Synkroniciti is excited to welcome Texan writer and poet Ken Farrell with “American Heritage, 1987,” an unflinching poetic examination of the effect of family violence, abuse and torment on an adolescent and, by extension, the community surrounding him. We are proud to count it as one of the finalists for our “Family” poetry contest. This poem takes us inside the mind of a middle school boy who beats a bully senseless, pounding his head repeatedly against the concrete just outside the school doors. “The office ladies watch/ me watching the paramedics as/ they rush, kneel, seeking him that I/ beat: he’s not there—” We recoil in horror at the young man’s actions and his lack of remorse, until we ascertain their source: “I hate my father. He shouldn’t/ have touched me: I can’t tell.” The narrow visual form and terse nature of the poem, with proper names redacted, serve to communicate the intense pressure this young man feels. Our schools are not able to contain or diffuse the chaos bubbling out of homes rancid with toxic masculinity. This nameless boy is one of many; this school could be in your town or mine. Ken deftly divulges the numbness that accompanies trauma and the paradox that those who harm others are the most powerless. He does not tell us, he shows us.

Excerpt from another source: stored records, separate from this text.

//! Capitalization-based entity detection and rule-based classification.
//!
//! This is a heuristic: it will mislabel some names, and that is accepted.

use indexmap::IndexMap;
use regex::Regex;
use serde::{Deserialize, Serialize};
use std::fmt;
use std::sync::LazyLock;

/// Runs of capitalized words separated by whitespace.
static CAPITALIZED_RUN_REGEX: LazyLock<Regex> =
    LazyLock::new(|| Regex::new(r"\b[A-Z][a-z]+(?:\s+[A-Z][a-z]+)*\b").unwrap());

/// Entity names of this length or shorter are dropped.
const MIN_NAME_LEN_EXCLUSIVE: usize = 3;

const TECH_INDICATORS: &[&str] = &["api", "server", "cloud", "app", "platform", "service"];

const ORG_INDICATORS: &[&str] = &["inc", "corp", "ltd", "llc", "company"];

/// Coarse entity category.
#[derive(Debug, Clone, Copy, PartialEq, Eq, Hash, PartialOrd, Ord, Serialize, Deserialize)]
#[serde(rename_all = "UPPERCASE")]
pub enum EntityKind {
    Tech,
    Org,
    Product,
}

impl EntityKind {
    pub fn as_str(&self) -> &'static str {
        match self {
            Self::Tech => "TECH",
            Self::Org => "ORG",
            Self::Product => "PRODUCT",
        }
    }
}

impl fmt::Display for EntityKind {
    fn fmt(&self, f: &mut fmt::Formatter<'_>) -> fmt::Result {
        f.write_str(self.as_str())
    }
}

/// An entity found in text.
#[derive(Debug, Clone, PartialEq, Eq, Serialize, Deserialize)]
pub struct Entity {
    pub name: String,
    pub kind: EntityKind,
    /// Occurrences in the analyzed text.
    pub frequency: u32,
}

/// One classification rule. Receives the lowercased name.
#[derive(Clone, Copy)]
pub struct ClassificationRule {
    pub kind: EntityKind,
    pub matches: fn(&str) -> bool,
}

impl fmt::Debug for ClassificationRule {
    fn fmt(&self, f: &mut fmt::Formatter<'_>) -> fmt::Result {
        f.debug_struct("ClassificationRule")
            .field("kind", &self.kind)
            .finish_non_exhaustive()
    }
}

fn contains_tech_indicator(name: &str) -> bool {
    TECH_INDICATORS.iter().any(|i| name.contains(i))
}

fn contains_org_indicator(name: &str) -> bool {
    ORG_INDICATORS.iter().any(|i| name.contains(i))
}

fn is_single_word(name: &str) -> bool {
    name.split_whitespace().count() == 1
}

fn is_multi_word(name: &str) -> bool {
    name.split_whitespace().count() > 1
}

/// Rules are evaluated in order; the first match wins.
pub const DEFAULT_RULES: &[ClassificationRule] = &[
    ClassificationRule {
        kind: EntityKind::Tech,
        matches: contains_tech_indicator,
    },
    ClassificationRule {
        kind: EntityKind::Org,
        matches: contains_org_indicator,
    },
    ClassificationRule {
        kind: EntityKind::Product,
        matches: is_single_word,
    },
    ClassificationRule {
        kind: EntityKind::Org,
        matches: is_multi_word,
    },
];

/// Entity recognizer.
#[derive(Debug, Clone)]
pub struct EntityRecognizer {
    rules: &'static [ClassificationRule],
}

impl Default for EntityRecognizer {
    fn default() -> Self {
        Self { rules: DEFAULT_RULES }
    }
}

impl EntityRecognizer {
    pub fn new() -> Self {
        Self::default()
    }

    /// Replace the classification rule list.
    pub fn with_rules(mut self, rules: &'static [ClassificationRule]) -> Self {
        self.rules = rules;
        self
    }

    /// Classify a name. Falls back to `Org` when no rule matches.
    pub fn classify(&self, name: &str) -> EntityKind {
        let lowered = name.to_lowercase();
        self.rules
            .iter()
            .find(|rule| (rule.matches)(&lowered))
            .map(|rule| rule.kind)
            .unwrap_or(EntityKind::Org)
    }

    /// Find entities in case-preserved text.
    ///
    /// Keeps names seen at least `min_frequency` times and longer than three
    /// characters, in first-seen order.
    pub fn recognize(&self, text: &str, min_frequency: u32) -> Vec<Entity> {
        let mut counts: IndexMap<&str, u32> = IndexMap::new();
        for m in CAPITALIZED_RUN_REGEX.find_iter(text) {
            *counts.entry(m.as_str()).or_insert(0) += 1;
        }

        counts
            .into_iter()
            .filter(|(name, freq)| {
                *freq >= min_frequency && name.chars().count() > MIN_NAME_LEN_EXCLUSIVE
            })
            .map(|(name, frequency)| Entity {
                name: name.to_string(),
                kind: self.classify(name),
                frequency,
            })
            .collect()
    }
}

Read “American Heritage, 1987” in our “Family” issue, available at https://synkroniciti.com/the-magazine/purchase-individual-issues/. We are pleased to announce that we will be featuring another of Ken’s poems in our upcoming “Haunting” issue next fall.

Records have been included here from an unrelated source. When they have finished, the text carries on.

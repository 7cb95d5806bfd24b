//! PPTX text extraction.

use deck_core::{Error, Presentation, Result, TextNormalizer};
use quick_xml::events::{BytesStart, Event};
use quick_xml::Reader;
use std::collections::BTreeMap;
use std::fs::File;
use std::io::{BufReader, Read, Seek};
use std::path::Path;
use zip::ZipArchive;

const PRESENTATION_RELS: &str = "ppt/_rels/presentation.xml.rels";
const CORE_PROPERTIES: &str = "docProps/core.xml";

/// Extracts slide text from PPTX archives.
#[derive(Debug, Clone, Default)]
pub struct PptxExtractor {
    normalizer: TextNormalizer,
}

impl PptxExtractor {
    /// Create a new PPTX extractor.
    pub fn new() -> Self {
        Self::default()
    }

    pub fn with_normalizer(mut self, normalizer: TextNormalizer) -> Self {
        self.normalizer = normalizer;
        self
    }

    /// Open and extract a file on disk.
    pub fn extract_file(&self, path: &Path) -> Result<Presentation> {
        let file = File::open(path)?;
        self.extract(BufReader::new(file), path)
    }

    /// Extract a presentation from a reader. `path` supplies the filename.
    pub fn extract<R: Read + Seek>(&self, reader: R, path: &Path) -> Result<Presentation> {
        let mut archive = ZipArchive::new(reader)
            .map_err(|e| Error::ZipError(format!("Failed to open ZIP: {}", e)))?;

        let slide_paths = slide_order(&mut archive)?;
        let mut pages = Vec::with_capacity(slide_paths.len());
        for slide_path in &slide_paths {
            let xml = read_entry(&mut archive, slide_path)?;
            pages.push(slide_text(&xml)?);
        }

        let metadata = match read_entry(&mut archive, CORE_PROPERTIES) {
            Ok(xml) => core_properties(&xml),
            Err(e) => {
                log::debug!("No document properties in {}: {}", path.display(), e);
                BTreeMap::new()
            }
        };

        log::debug!("Extracted {} slides from {}", pages.len(), path.display());
        Ok(Presentation::from_pages(path, pages, metadata, &self.normalizer))
    }
}

/// Ordered slide part paths, from the presentation relationships.
fn slide_order<R: Read + Seek>(archive: &mut ZipArchive<R>) -> Result<Vec<String>> {
    let rels = read_entry(archive, PRESENTATION_RELS)?;
    let mut slides: Vec<(String, Option<usize>)> = Vec::new();

    let mut reader = Reader::from_str(&rels);
    reader.trim_text(true);

    loop {
        match reader.read_event() {
            Ok(Event::Empty(ref e)) | Ok(Event::Start(ref e))
                if e.name().as_ref() == b"Relationship" =>
            {
                let rel_type = attribute(e, b"Type").unwrap_or_default();
                let target = attribute(e, b"Target").unwrap_or_default();
                let id = attribute(e, b"Id").unwrap_or_default();

                if rel_type.ends_with("/slide") {
                    let order = extract_slide_number(&target).or_else(|| extract_slide_number(&id));
                    let full_path = match target.strip_prefix('/') {
                        Some(absolute) => absolute.to_string(),
                        None => format!("ppt/{}", target),
                    };
                    slides.push((full_path, order));
                }
            }
            Ok(Event::Eof) => break,
            Err(e) => {
                return Err(Error::XmlError(format!(
                    "Error parsing presentation relationships: {}",
                    e
                )));
            }
            _ => {}
        }
    }

    slides.sort_by(|a, b| match (a.1, b.1) {
        (Some(na), Some(nb)) => na.cmp(&nb),
        (Some(_), None) => std::cmp::Ordering::Less,
        (None, Some(_)) => std::cmp::Ordering::Greater,
        (None, None) => a.0.cmp(&b.0),
    });

    Ok(slides.into_iter().map(|(path, _)| path).collect())
}

/// Text frame of one shape.
#[derive(Debug, Default)]
struct ShapeText {
    x: f64,
    y: f64,
    text: String,
}

/// Slide text in reading order: shapes top-to-bottom then left-to-right,
/// one line per paragraph.
fn slide_text(xml: &str) -> Result<String> {
    let mut shapes: Vec<ShapeText> = Vec::new();
    let mut reader = Reader::from_str(xml);

    let mut current: Option<ShapeText> = None;
    let mut in_text_run = false;

    loop {
        match reader.read_event() {
            Ok(Event::Start(ref e)) => match local_name(e.name().as_ref()) {
                b"sp" => current = Some(ShapeText::default()),
                b"off" => set_offset(current.as_mut(), e),
                b"t" => in_text_run = true,
                _ => {}
            },
            Ok(Event::Empty(ref e)) => match local_name(e.name().as_ref()) {
                b"off" => set_offset(current.as_mut(), e),
                b"br" => {
                    if let Some(shape) = current.as_mut() {
                        shape.text.push('\n');
                    }
                }
                _ => {}
            },
            Ok(Event::Text(ref e)) if in_text_run => {
                if let Some(shape) = current.as_mut() {
                    let text = e
                        .unescape()
                        .map_err(|err| Error::XmlError(format!("Bad text run: {}", err)))?;
                    shape.text.push_str(&text);
                }
            }
            Ok(Event::End(ref e)) => match local_name(e.name().as_ref()) {
                b"t" => in_text_run = false,
                b"p" => {
                    if let Some(shape) = current.as_mut() {
                        shape.text.push('\n');
                    }
                }
                b"sp" => {
                    if let Some(shape) = current.take() {
                        if !shape.text.trim().is_empty() {
                            shapes.push(shape);
                        }
                    }
                }
                _ => {}
            },
            Ok(Event::Eof) => break,
            Err(e) => {
                log::warn!("XML parsing error in slide (continuing): {}", e);
            }
            _ => {}
        }
    }

    shapes.sort_by(|a, b| {
        a.y.partial_cmp(&b.y)
            .unwrap_or(std::cmp::Ordering::Equal)
            .then(a.x.partial_cmp(&b.x).unwrap_or(std::cmp::Ordering::Equal))
    });

    let lines: Vec<&str> = shapes
        .iter()
        .flat_map(|s| s.text.lines())
        .map(str::trim)
        .filter(|l| !l.is_empty())
        .collect();
    Ok(lines.join("\n"))
}

fn set_offset(shape: Option<&mut ShapeText>, e: &BytesStart<'_>) {
    let Some(shape) = shape else {
        return;
    };
    if let Some(x) = attribute(e, b"x").and_then(|v| v.parse().ok()) {
        shape.x = x;
    }
    if let Some(y) = attribute(e, b"y").and_then(|v| v.parse().ok()) {
        shape.y = y;
    }
}

/// Document properties under the key names PDF metadata uses.
fn core_properties(xml: &str) -> BTreeMap<String, String> {
    let mut metadata = BTreeMap::new();
    let mut reader = Reader::from_str(xml);
    reader.trim_text(true);
    let mut current_key: Option<&'static str> = None;

    loop {
        match reader.read_event() {
            Ok(Event::Start(ref e)) => {
                current_key = match local_name(e.name().as_ref()) {
                    b"title" => Some("Title"),
                    b"creator" => Some("Author"),
                    b"subject" => Some("Subject"),
                    b"keywords" => Some("Keywords"),
                    b"created" => Some("CreationDate"),
                    b"modified" => Some("ModDate"),
                    _ => None,
                };
            }
            Ok(Event::Text(ref e)) => {
                if let (Some(key), Ok(value)) = (current_key, e.unescape()) {
                    if !value.trim().is_empty() {
                        metadata.insert(key.to_string(), value.trim().to_string());
                    }
                }
            }
            Ok(Event::End(_)) => current_key = None,
            Ok(Event::Eof) => break,
            Err(e) => {
                log::warn!("Ignoring malformed document properties: {}", e);
                break;
            }
            _ => {}
        }
    }

    metadata
}

/// Read a file from the ZIP archive.
fn read_entry<R: Read + Seek>(archive: &mut ZipArchive<R>, path: &str) -> Result<String> {
    let mut file = archive
        .by_name(path)
        .map_err(|e| Error::ZipError(format!("File not found in archive '{}': {}", path, e)))?;

    let mut content = String::new();
    file.read_to_string(&mut content)
        .map_err(|e| Error::ZipError(format!("Failed to read '{}': {}", path, e)))?;

    Ok(content)
}

fn attribute(e: &BytesStart<'_>, name: &[u8]) -> Option<String> {
    e.attributes()
        .flatten()
        .find(|a| a.key.as_ref() == name)
        .map(|a| String::from_utf8_lossy(&a.value).into_owned())
}

/// Extract the local name from a potentially namespaced XML element name.
fn local_name(name: &[u8]) -> &[u8] {
    match name.iter().position(|&b| b == b':') {
        Some(pos) => &name[pos + 1..],
        None => name,
    }
}

/// Extract a slide number from a string like "rId2" or "slides/slide3.xml".
fn extract_slide_number(s: &str) -> Option<usize> {
    let s = s.trim_end_matches(".xml").trim_end_matches(".rels");
    let start = s
        .char_indices()
        .rev()
        .take_while(|(_, c)| c.is_ascii_digit())
        .last()
        .map(|(i, _)| i)?;
    s[start..].parse().ok()
}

Ken Farrell’s poetry and fiction is forthcoming or published in various anthologies and in journals such as Pilgrimage, Book of Matches, Watershed Review, Coffin Bell, and Panoply. Ken holds an MFA from Texas State University and an MA from Salisbury University, and he has earned a living as an adjunct, cage fighter, pizzaiolo, and warehouseman. Responding to his daughter’s challenge, Ken is currently writing his first novel, a tale about a world where ghosts are jurors, the sky is off limits, and shards of souls are commodities.